• _What you should do_
Each entry needs to be repeated exactly, with nothing added or removed.
── Data for this exercise
//! The project description and SDK configuration external collaborators:
//! metadata the build system produces that the builder reads but never
//! derives on its own (component directories, the app ELF path, whether
//! link-time optimization ran).

use indexmap::IndexMap;
use serde::Deserialize;

/// Build metadata for a single component (an archive's source directory and
/// the build-directory-relative archive file it produced).
#[derive(Clone, Debug, Deserialize)]
pub struct BuildComponentInfo {
    /// Path to the component's archive, relative to the build directory.
    pub file: String,
    /// The component's source directory.
    pub dir: String,
}

/// The subset of a build system's project description the memory-map
/// builder needs to expand `(exe)` input sections into their owning
/// component (§4.3 Stage 0).
#[derive(Clone, Debug, Deserialize)]
pub struct ProjectDescription {
    pub target: String,
    pub build_dir: String,
    pub app_elf: String,
    pub project_name: String,
    pub build_component_info: IndexMap<String, BuildComponentInfo>,
}

/// The subset of `sdkconfig` that influences the builder: whether
/// link-time optimization merged object files into the executable directly,
/// in which case DWARF-based expansion is required to recover per-component
/// attribution.
#[derive(Clone, Debug, Default, Deserialize)]
pub struct SdkConfig {
    #[serde(rename = "COMPILER_LTO_LINKTIME", default)]
    pub compiler_lto_linktime: bool,
}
────
• _Result of this task_
//! The project description and SDK configuration external collaborators:
//! metadata the build system produces that the builder reads but never
//! derives on its own (component directories, the app ELF path, whether
//! link-time optimization ran).

use indexmap::IndexMap;
use serde::Deserialize;

/// Build metadata for a single component (an archive's source directory and
/// the build-directory-relative archive file it produced).
#[derive(Clone, Debug, Deserialize)]
pub struct BuildComponentInfo {
    /// Path to the component's archive, relative to the build directory.
    pub file: String,
    /// The component's source directory.
    pub dir: String,
}

/// The subset of a build system's project description the memory-map
/// builder needs to expand `(exe)` input sections into their owning
/// component (§4.3 Stage 0).
#[derive(Clone, Debug, Deserialize)]
pub struct ProjectDescription {
    pub target: String,
    pub build_dir: String,
    pub app_elf: String,
    pub project_name: String,
    pub build_component_info: IndexMap<String, BuildComponentInfo>,
}

/// The subset of `sdkconfig` that influences the builder: whether
/// link-time optimization merged object files into the executable directly,
/// in which case DWARF-based expansion is required to recover per-component
/// attribution.
#[derive(Clone, Debug, Default, Deserialize)]
pub struct SdkConfig {
    #[serde(rename = "COMPILER_LTO_LINKTIME", default)]
    pub compiler_lto_linktime: bool,
}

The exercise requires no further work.